По приезде в Петербург из Теплица он селится в самой лучшей гостинице – жалование, которое сохранялось за ним “до полного излечения”, позволяет. Поначалу никто даже не знает, что Батюшков в городе, даже Муравьёвы. Хочет инкогнито, ведь кругом враги, заговор. Но слух всё равно распространяется. В трактир Демута тянутся визитёры.
Батюшков всё ещё хандрит, живёт у Демута и не переезжает к Муравьёвым. Мы недавно были у него: много страшнее, но иногда говорит, хотя отрывисто, но умно…
(А.И. Тургенев – П.А. Вяземскому)
Батюшков возвратился меланхоликом, ипохондриком, мрачным и холодным…

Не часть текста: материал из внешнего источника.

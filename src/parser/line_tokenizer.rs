//! Region extraction with a stateful line tokenizer.
//!
//! The document is tokenized one line at a time and the tokenizer state is
//! carried from line to line, so block comments and multi-line strings keep
//! their region open across line breaks.

use crate::document::Document;
use crate::parser::{Region, RegionKind, SourceLang};
use tracing::warn;

/// A run of text on one line sharing a scope such as `comment.block` or `source`.
#[derive(Debug, Clone, PartialEq, Eq)]
pub struct Token {
    /// Byte offset into the line.
    pub offset: usize,
    pub scope: &'static str,
}

#[derive(Debug, Clone)]
pub struct LineTokens<S> {
    pub tokens: Vec<Token>,
    pub end_state: S,
}

/// Tokenizes one line at a time, threading state between lines.
pub trait LineTokenizer {
    type State: Clone;

    fn initial_state(&self) -> Self::State;

    fn tokenize(&self, line: &str, state: &Self::State) -> LineTokens<Self::State>;

    /// Whether a comment or string is still open at the end of a line that ended in `state`.
    fn continues(&self, state: &Self::State) -> bool;
}

/// Collect regions by walking every line of `document` through `tokenizer`.
pub fn extract<T: LineTokenizer>(document: &Document, tokenizer: &T) -> Vec<Region> {
    let mut regions = Vec::new();
    let mut state = tokenizer.initial_state();
    // Kind and document byte offset of the region currently open.
    let mut open: Option<(RegionKind, usize)> = None;
    let mut line_end = 0;

    for row in 0..document.line_count() {
        let (Some(line), Some(base)) = (document.line(row), document.line_start(row)) else {
            break;
        };
        line_end = base + line.len();

        let LineTokens { tokens, end_state } = tokenizer.tokenize(line, &state);
        for token in &tokens {
            let kind = RegionKind::from_scope(token.scope);
            let at = base + token.offset;
            match (open, kind) {
                (Some((current, _)), Some(next)) if current == next => {}
                (Some((current, start)), next) => {
                    push_region(document, &mut regions, current, start, at);
                    open = next.map(|kind| (kind, at));
                }
                (None, next) => open = next.map(|kind| (kind, at)),
            }
        }

        if let Some((current, start)) = open {
            if !tokenizer.continues(&end_state) {
                push_region(document, &mut regions, current, start, line_end);
                open = None;
            }
        }
        state = end_state;
    }

    // Unterminated at end of document.
    if let Some((current, start)) = open {
        push_region(document, &mut regions, current, start, line_end);
    }

    regions
}

fn push_region(
    document: &Document,
    regions: &mut Vec<Region>,
    kind: RegionKind,
    start: usize,
    end: usize,
) {
    match Region::from_span(document, kind, start..end) {
        Some(region) => regions.push(region),
        None => warn!(start, end, "dropping region with unusable range"),
    }
}

/// Comment and string delimiters of a language family.
#[derive(Debug, Clone, Copy)]
pub struct CommentSyntax {
    pub line: &'static [&'static str],
    pub block: Option<(&'static str, &'static str)>,
    /// Quotes that close at the end of the line.
    pub quotes: &'static [char],
    /// Quotes that may span lines. Longer delimiters go first.
    pub multiline_quotes: &'static [&'static str],
    /// `'x'` is a char literal and a lone `'` is a lifetime.
    pub char_literals: bool,
}

const C_FAMILY: CommentSyntax = CommentSyntax {
    line: &["//"],
    block: Some(("/*", "*/")),
    quotes: &['"', '\''],
    multiline_quotes: &["`"],
    char_literals: false,
};

const JAVA_FAMILY: CommentSyntax = CommentSyntax {
    line: &["//"],
    block: Some(("/*", "*/")),
    quotes: &['"', '\''],
    multiline_quotes: &["\"\"\""],
    char_literals: false,
};

// `'` starts lifetimes and char literals, so only double quotes are strings.
// Char literals are still skipped whole so `'"'` does not open a string.
const RUST: CommentSyntax = CommentSyntax {
    line: &["//"],
    block: Some(("/*", "*/")),
    quotes: &[],
    multiline_quotes: &["\""],
    char_literals: true,
};

const PYTHON: CommentSyntax = CommentSyntax {
    line: &["#"],
    block: None,
    quotes: &['"', '\''],
    multiline_quotes: &["\"\"\"", "'''"],
    char_literals: false,
};

const SHELL: CommentSyntax = CommentSyntax {
    line: &["#"],
    block: None,
    quotes: &[],
    multiline_quotes: &["\"", "'"],
    char_literals: false,
};

#[derive(Debug, Clone, Copy, PartialEq, Eq)]
pub enum LexState {
    Code,
    BlockComment,
    MultilineString(&'static str),
}

/// Delimiter-driven tokenizer producing `comment.*`, `string.*` and `source` scopes.
#[derive(Debug, Clone, Copy)]
pub struct DelimiterTokenizer {
    syntax: CommentSyntax,
}

impl DelimiterTokenizer {
    pub fn new(syntax: CommentSyntax) -> Self {
        Self { syntax }
    }

    pub fn for_language(lang: SourceLang) -> Option<Self> {
        let syntax = match lang {
            SourceLang::JavaScript
            | SourceLang::TypeScript
            | SourceLang::Jsx
            | SourceLang::Tsx
            | SourceLang::Go => C_FAMILY,
            SourceLang::Java | SourceLang::C | SourceLang::Cpp => JAVA_FAMILY,
            SourceLang::Rust => RUST,
            SourceLang::Python => PYTHON,
            SourceLang::Bash => SHELL,
            SourceLang::Other => return None,
        };
        Some(Self::new(syntax))
    }
}

impl LineTokenizer for DelimiterTokenizer {
    type State = LexState;

    fn initial_state(&self) -> LexState {
        LexState::Code
    }

    fn tokenize(&self, line: &str, state: &LexState) -> LineTokens<LexState> {
        let mut tokens: Vec<Token> = Vec::new();
        let mut state = *state;
        let mut pos = 0;

        let mark = |tokens: &mut Vec<Token>, offset: usize, scope: &'static str| {
            if tokens.last().map(|t| t.scope) != Some(scope) {
                tokens.push(Token { offset, scope });
            }
        };

        while pos < line.len() {
            let rest = &line[pos..];
            match state {
                LexState::BlockComment => {
                    mark(&mut tokens, pos, "comment.block");
                    let close = self.syntax.block.map_or("*/", |(_, close)| close);
                    match rest.find(close) {
                        Some(idx) => {
                            pos += idx + close.len();
                            state = LexState::Code;
                        }
                        None => pos = line.len(),
                    }
                }
                LexState::MultilineString(delim) => {
                    mark(&mut tokens, pos, "string.template");
                    match find_closing(rest, delim) {
                        Some(end) => {
                            pos += end;
                            state = LexState::Code;
                        }
                        None => pos = line.len(),
                    }
                }
                LexState::Code => {
                    if self.syntax.line.iter().any(|prefix| rest.starts_with(prefix)) {
                        mark(&mut tokens, pos, "comment.line");
                        pos = line.len();
                    } else if let Some((open, _)) =
                        self.syntax.block.filter(|(open, _)| rest.starts_with(open))
                    {
                        mark(&mut tokens, pos, "comment.block");
                        pos += open.len();
                        state = LexState::BlockComment;
                    } else if let Some(len) = self
                        .syntax
                        .char_literals
                        .then(|| char_literal_len(rest))
                        .flatten()
                    {
                        mark(&mut tokens, pos, "source");
                        pos += len;
                    } else if let Some(delim) = self
                        .syntax
                        .multiline_quotes
                        .iter()
                        .find(|delim| rest.starts_with(**delim))
                    {
                        mark(&mut tokens, pos, "string.template");
                        pos += delim.len();
                        state = LexState::MultilineString(*delim);
                    } else if let Some(quote) = rest
                        .chars()
                        .next()
                        .filter(|ch| self.syntax.quotes.contains(ch))
                    {
                        mark(&mut tokens, pos, "string.quoted");
                        let body = &rest[quote.len_utf8()..];
                        pos += quote.len_utf8()
                            + find_closing(body, quote.encode_utf8(&mut [0; 4]))
                                .unwrap_or(body.len());
                    } else {
                        mark(&mut tokens, pos, "source");
                        pos += rest.chars().next().map_or(1, char::len_utf8);
                    }
                }
            }
        }

        LineTokens {
            tokens,
            end_state: state,
        }
    }

    fn continues(&self, state: &LexState) -> bool {
        !matches!(state, LexState::Code)
    }
}

/// Length of the char literal at the start of `text`, or `None` for a lifetime.
fn char_literal_len(text: &str) -> Option<usize> {
    let body = text.strip_prefix('\'')?;
    let mut chars = body.chars();
    let first = chars.next()?;
    if first == '\\' {
        let escaped = chars.next()?;
        let after = 1 + first.len_utf8() + escaped.len_utf8();
        // `\u{..}` and `\x..` run on to the closing quote.
        return text[after..].find('\'').map(|idx| after + idx + 1);
    }
    let after = 1 + first.len_utf8();
    text[after..].starts_with('\'').then_some(after + 1)
}

/// Byte offset just past the first unescaped `delim` in `text`.
fn find_closing(text: &str, delim: &str) -> Option<usize> {
    let mut escaped = false;
    for (idx, ch) in text.char_indices() {
        if escaped {
            escaped = false;
        } else if ch == '\\' {
            escaped = true;
        } else if text[idx..].starts_with(delim) {
            return Some(idx + delim.len());
        }
    }
    None
}

#[cfg(test)]
mod tests {
    use super::*;
    use crate::document::DocumentUri;
    use crate::Position;

    fn regions(name: &str, text: &str) -> Vec<Region> {
        let document = Document::new(DocumentUri::new(format!("file:///src/{name}")), 1, text);
        let tokenizer = DelimiterTokenizer::for_language(document.language()).unwrap();
        extract(&document, &tokenizer)
    }

    fn scopes(tokens: &[Token]) -> Vec<(usize, &'static str)> {
        tokens.iter().map(|t| (t.offset, t.scope)).collect()
    }

    #[test]
    fn test_tokenize_line_comment() {
        let tokenizer = DelimiterTokenizer::new(C_FAMILY);
        let out = tokenizer.tokenize("x = 1; // done", &LexState::Code);
        assert_eq!(scopes(&out.tokens), vec![(0, "source"), (7, "comment.line")]);
        assert_eq!(out.end_state, LexState::Code);
    }

    #[test]
    fn test_tokenize_carries_block_state() {
        let tokenizer = DelimiterTokenizer::new(C_FAMILY);
        let first = tokenizer.tokenize("a /* open", &LexState::Code);
        assert_eq!(first.end_state, LexState::BlockComment);
        assert!(tokenizer.continues(&first.end_state));

        let second = tokenizer.tokenize("still */ b", &first.end_state);
        assert_eq!(scopes(&second.tokens), vec![(0, "comment.block"), (8, "source")]);
        assert_eq!(second.end_state, LexState::Code);
    }

    #[test]
    fn test_escaped_quote_stays_in_string() {
        let tokenizer = DelimiterTokenizer::new(C_FAMILY);
        let out = tokenizer.tokenize(r#"s = "a \" b"; c"#, &LexState::Code);
        assert_eq!(
            scopes(&out.tokens),
            vec![(0, "source"), (4, "string.quoted"), (12, "source")]
        );
    }

    #[test]
    fn test_single_line_comment_region() {
        let found = regions("a.ts", "// this is a tpyo");
        assert_eq!(found.len(), 1);
        assert_eq!(found[0].text, "// this is a tpyo");
        assert_eq!(found[0].end, Position::new(0, 17));
    }

    #[test]
    fn test_block_comment_spans_lines() {
        let found = regions("a.c", "int x; /* line one\n   line two */ int y;");
        assert_eq!(found.len(), 1);
        assert_eq!(found[0].kind, RegionKind::Comment);
        assert_eq!(found[0].start, Position::new(0, 7));
        assert_eq!(found[0].end, Position::new(1, 14));
        assert_eq!(found[0].text, "/* line one\n   line two */");
    }

    #[test]
    fn test_line_comment_closes_at_end_of_line() {
        let found = regions("a.go", "// one\nx := 1\n// two\n");
        let texts: Vec<_> = found.iter().map(|r| r.text.as_str()).collect();
        assert_eq!(texts, vec!["// one", "// two"]);
    }

    #[test]
    fn test_python_triple_quoted_string() {
        let found = regions("a.py", "x = \"\"\"first\nsecond\"\"\"  # trailing\n");
        assert_eq!(found.len(), 2);
        assert_eq!(found[0].kind, RegionKind::String);
        assert_eq!(found[0].text, "\"\"\"first\nsecond\"\"\"");
        assert_eq!(found[1].kind, RegionKind::Comment);
        assert_eq!(found[1].text, "# trailing");
    }

    #[test]
    fn test_rust_lifetimes_are_code() {
        let found = regions("a.rs", "fn f<'a>(s: &'a str) {} // ok");
        assert_eq!(found.len(), 1);
        assert_eq!(found[0].text, "// ok");
    }

    #[test]
    fn test_rust_char_literals_are_code() {
        let found = regions("a.rs", "let q = '\"'; // note");
        assert_eq!(found.len(), 1);
        assert_eq!(found[0].kind, RegionKind::Comment);
        assert_eq!(found[0].text, "// note");

        let found = regions("a.rs", "let e = ['\\'', '\\u{22}', 'é'];\nlet s: &'static str = \"ok\";");
        assert_eq!(found.len(), 1);
        assert_eq!(found[0].kind, RegionKind::String);
        assert_eq!(found[0].text, "\"ok\"");
    }

    #[test]
    fn test_char_literal_len() {
        assert_eq!(char_literal_len("'a' x"), Some(3));
        assert_eq!(char_literal_len("'\\n'"), Some(4));
        assert_eq!(char_literal_len("'\\''"), Some(4));
        assert_eq!(char_literal_len("'a>"), None);
        assert_eq!(char_literal_len("'static str"), None);
    }

    #[test]
    fn test_unterminated_block_runs_to_end() {
        let found = regions("a.ts", "x\n/* never\nclosed");
        assert_eq!(found.len(), 1);
        assert_eq!(found[0].text, "/* never\nclosed");
        assert_eq!(found[0].end, Position::new(2, 6));
    }

    #[test]
    fn test_empty_document() {
        assert!(regions("a.ts", "").is_empty());
    }
}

(Н.М. Карамзин – И.И. Дмитриеву)
Всех лучше ладил с ним кроткий, терпеливый Жуковский, но и тот наконец с грустью в душе отказался от надежды образумить несчастного друга.
(Н.И. Греч)
Здесь мелькнул Батюшков, или, лучше сказать, видение из берегов Леты, существо, впрочем, покрытое плотию цветущею, как и прежде, но забывшее всё прежнее до самой дружбы. Он уехал – “рукой махнул и скрылся!” Уехал в Крым, на Кавказ и ещё куда-нибудь – искать здоровье, которое у чудака совершенно здоровое.
(Н.И. Гнедич – П.А. Вяземскому)
В Крым, на Кавказ и “ещё куда-нибудь”…
Между тем на кавказских водах заболевающий Батюшков неожиданно влюбится. Вот одна из двух странных записок, позволяющих сделать подобное предположение: “Я был не всегда слеп и не всегда глух. По крайней мере позволено мне угадывать то, что вы для меня делали. Примите за то мою признательность. С того дня, когда я полмёртвый пришёл проститься с вами на Кавказе, я остался вам верен, верен посреди страданий. Меня уже нет на свете. Желаю, чтобы память моя была вам не равнодушною. Я вас любил. Будьте счастливы, но не забывайте никогда Константина Батюшкова”. Кто была К.А. Леоненкова, к которой обращена записка? Не установлено. Вместе с девицей Бравко, когда-то встреченной Гнедичем у Капниста в Малороссии, она тоже канет в Лету. Правда, Батюшков пишет эту записку уже после Кавказа – в Петербурге в мае 1823 года, куда его после трёх попыток суицида насильно конвоируют из Симферополя. Но речь идёт о знакомстве и влюблённости именно тогда, на Кавказе. Представим себе: в аллее дичащийся Батюшков, об руку с ним Муромцев с пулей в голове. Вероятно, приятное знакомство. Госпожа Леоненкова. А вот и соперник, некто Антон Потапов. Существует письмо к нему Батюшкова – вызов на дуэль! тоже писанное уже после всего в Петербурге. “Вашим именем я был оскорблён в бытность мою в Симферополе; вы лично меня оскорбили в бытность мою на Аптекарском острову”. И дальше: “Если бы она мне досталась, то вы не оставили бы меня в покое обладать ею, ни я вас – клянуся Богом – никогда не оставлю”.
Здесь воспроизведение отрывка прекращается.